By a News Reporter-Staff News Editor at Life Science Weekly -- From Washington, D.C., NewsRx journalists report that a patent application by the inventors JONES, DANIEL M. (CHANTILLY, VA); WANG, YONGBAO (CHANTILLY, VA); BILLOUIN-FRAZIER, SHERE (CHANTILLY, VA); WINDHAM, JUSTIN (CHANTILLY, VA), filed on December 26, 2013, was made available online on August 14, 2014 (see also Quest Diagnostics Investments Incorporated).

The patent's assignee is Quest Diagnostics Investments Incorporated.

News editors obtained the following quote from the background information supplied by the inventors: "The following description is provided to assist the understanding of the reader. None of the information provided or references cited is admitted to be prior art to the present invention.

"Melanoma and Basal Cell Carcinoma

"Skin cancer is the most common of all cancers, afflicting more than one million Americans each year, a number that is rising rapidly. It is also the easiest to cure, if diagnosed and treated early. If allowed to progress to the point where it spreads to other sites, the prognosis is very poor. More than 8,000 melanoma deaths now occur per year.

"Melanoma is a malignant tumor of melanocytes.
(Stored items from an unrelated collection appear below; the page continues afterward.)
//! Local terminal mode switching for the full-screen passthrough.

use std::io;
use std::os::unix::io::{AsRawFd, RawFd};

use tracing::{debug, warn};

use crate::Result;

/// Key that leaves the full-screen passthrough (Ctrl-]).
pub const DETACH_KEY: u8 = 0x1d;

/// Whether `fd` refers to a terminal.
pub fn is_terminal(fd: RawFd) -> bool {
    unsafe { libc::isatty(fd) == 1 }
}

/// Guard that turns off line buffering and echo on a terminal and puts the
/// original settings back when dropped.
pub struct RawModeGuard {
    fd: RawFd,
    original: libc::termios,
}

impl RawModeGuard {
    /// Switch standard input to raw mode.
    pub fn stdin() -> Result<Self> {
        Self::enter(io::stdin().as_raw_fd())
    }

    /// Switch `fd` to raw mode.
    ///
    /// Keystrokes are delivered one byte at a time without local echo. Signal
    /// characters are passed through as bytes so the remote program sees them.
    /// Output post-processing is left on since the remote side has no
    /// terminal of its own to translate newlines.
    pub fn enter(fd: RawFd) -> Result<Self> {
        let mut termios = std::mem::MaybeUninit::<libc::termios>::uninit();
        if unsafe { libc::tcgetattr(fd, termios.as_mut_ptr()) } != 0 {
            return Err(io::Error::last_os_error().into());
        }
        let original = unsafe { termios.assume_init() };

        let mut raw = original;
        raw.c_iflag &= !libc::IXON;
        raw.c_lflag &= !(libc::ECHO | libc::ICANON | libc::ISIG | libc::IEXTEN);
        raw.c_cc[libc::VMIN] = 1;
        raw.c_cc[libc::VTIME] = 0;

        if unsafe { libc::tcsetattr(fd, libc::TCSAFLUSH, &raw) } != 0 {
            return Err(io::Error::last_os_error().into());
        }

        debug!("entered raw terminal mode");
        Ok(Self { fd, original })
    }
}

impl Drop for RawModeGuard {
    fn drop(&mut self) {
        if unsafe { libc::tcsetattr(self.fd, libc::TCSAFLUSH, &self.original) } != 0 {
            warn!(
                "failed to restore terminal settings: {}",
                io::Error::last_os_error()
            );
        } else {
            debug!("restored terminal mode");
        }
    }
}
Melanocytes predominantly occur in skin, between the outer layer of the skin (the epidermis) and the next layer (the dermis), but are also found in other parts of the body, including the bowel and the eye (see uveal melanoma). Melanoma can occur in any part of the body that contains melanocytes or as a metastatic tumor of unknown primary lesion. Melanoma is less common than other skin cancers but is much more dangerous and causes the majority (75%) of deaths related to skin cancer.
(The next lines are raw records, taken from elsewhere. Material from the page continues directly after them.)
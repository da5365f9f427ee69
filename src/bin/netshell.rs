//! netshell client entry point.

use std::io::Write;
use std::sync::atomic::{AtomicBool, Ordering};
use std::sync::Arc;

use netshell::cli::{
    parse_client_args, print_client_help, print_version, ClientAction, ClientArgs, EvalSource,
};
use netshell::client::{ClientOptions, Controller, ProfileOverrides, TargetRequest, Transfer};
use netshell::{logging, SessionStore};
use tracing::debug;

#[tokio::main]
async fn main() {
    let args = match parse_client_args() {
        Ok(args) => args,
        Err(e) => {
            eprintln!("error: {}", e);
            eprintln!("Try 'netshell --help' for more information.");
            std::process::exit(2);
        }
    };

    let logging_ready = match args.log_level {
        Some(ref level) => logging::init_with_filter(level),
        None => logging::try_init_with_default(logging::CLIENT_DEFAULT_FILTER),
    };
    if logging_ready.is_err() {
        eprintln!("warning: logging already initialized");
    }

    match run(args).await {
        // The blocking stdin reader may still be parked in read(2); exit
        // without waiting for it.
        Ok(()) => {
            let _ = std::io::stdout().flush();
            std::process::exit(0)
        }
        Err(e) => {
            eprintln!("Error: {}", e);
            std::process::exit(1);
        }
    }
}

async fn run(args: ClientArgs) -> netshell::Result<()> {
    let action = args.action();
    match action {
        ClientAction::Help => {
            print_client_help();
            return Ok(());
        }
        ClientAction::Version => {
            print_version("netshell");
            return Ok(());
        }
        _ => {}
    }

    let options = ClientOptions {
        negotiate: !args.basic,
        idle_timeout: args.idle_timeout.unwrap_or(netshell::client::DEFAULT_IDLE_TIMEOUT),
        handshake_timeout: args.handshake_timeout,
    };
    let controller = Controller::new(SessionStore::open_default()?, options);

    match action {
        ClientAction::Help | ClientAction::Version => Ok(()),
        ClientAction::ListSessions => {
            let listing = controller
                .blocking(|controller| controller.list_sessions())
                .await?;
            print!("{}", listing);
            Ok(())
        }
        ClientAction::SaveSession(name) => {
            let overrides = ProfileOverrides {
                address: args.address.clone(),
                port: args.port,
                username: args.username.clone(),
                description: args.description.clone(),
            };
            let host = args.host.clone();
            let session = name.clone();
            let profile = controller
                .blocking(move |controller| {
                    controller.save_session(&session, host.as_deref(), &overrides)
                })
                .await?;
            println!(
                "Session '{}' saved ({}:{})",
                name, profile.hostname, profile.port
            );
            Ok(())
        }
        ClientAction::SetDefault(name) => {
            let session = name.clone();
            controller
                .blocking(move |controller| controller.store().set_default(&session))
                .await?;
            println!("Default session set to '{}'", name);
            Ok(())
        }
        ClientAction::UnsetDefault => {
            controller
                .blocking(|controller| controller.store().unset_default())
                .await?;
            println!("Default session cleared");
            Ok(())
        }
        ClientAction::Transfer(transfer) => {
            let target = controller.resolve_async(&request(&args)).await?;
            let bytes = controller.transfer(&target, &transfer).await?;
            match transfer {
                Transfer::Upload { local, remote } => println!(
                    "Sent {} to {} ({} bytes)",
                    local.display(),
                    remote.display(),
                    bytes
                ),
                Transfer::Download { remote, local } => println!(
                    "Received {} into {} ({} bytes)",
                    remote.display(),
                    local.display(),
                    bytes
                ),
            }
            Ok(())
        }
        ClientAction::Eval(source) => {
            let script = match source {
                EvalSource::Command(command) => command.into_bytes(),
                EvalSource::File(path) => tokio::fs::read(&path).await?,
            };
            let target = controller.resolve_async(&request(&args)).await?;
            let bytes = controller.eval(&target, &script).await?;
            debug!("eval printed {} bytes", bytes);
            Ok(())
        }
        ClientAction::Interactive => {
            let target = controller.resolve_async(&request(&args)).await?;
            let stop = Arc::new(AtomicBool::new(false));
            let flag = Arc::clone(&stop);
            tokio::spawn(async move {
                if tokio::signal::ctrl_c().await.is_ok() {
                    flag.store(true, Ordering::SeqCst);
                }
            });
            controller.interactive(&target, stop).await?;
            Ok(())
        }
    }
}

fn request(args: &ClientArgs) -> TargetRequest {
    TargetRequest {
        positional: args.host.clone(),
        port: args.port,
        session: args.session.clone(),
    }
}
"Melanoma arises from DNA damage to melanocytes. The early stage of the disease commonly begins with a radial growth phase when the tumor is confined to the epidermis followed by a dermal 'vertical growth phase' (VGP). Some melanomas attain further invasive potential, growing into the surrounding tissue and may spread around the body through blood or lymph vessels to form metastases.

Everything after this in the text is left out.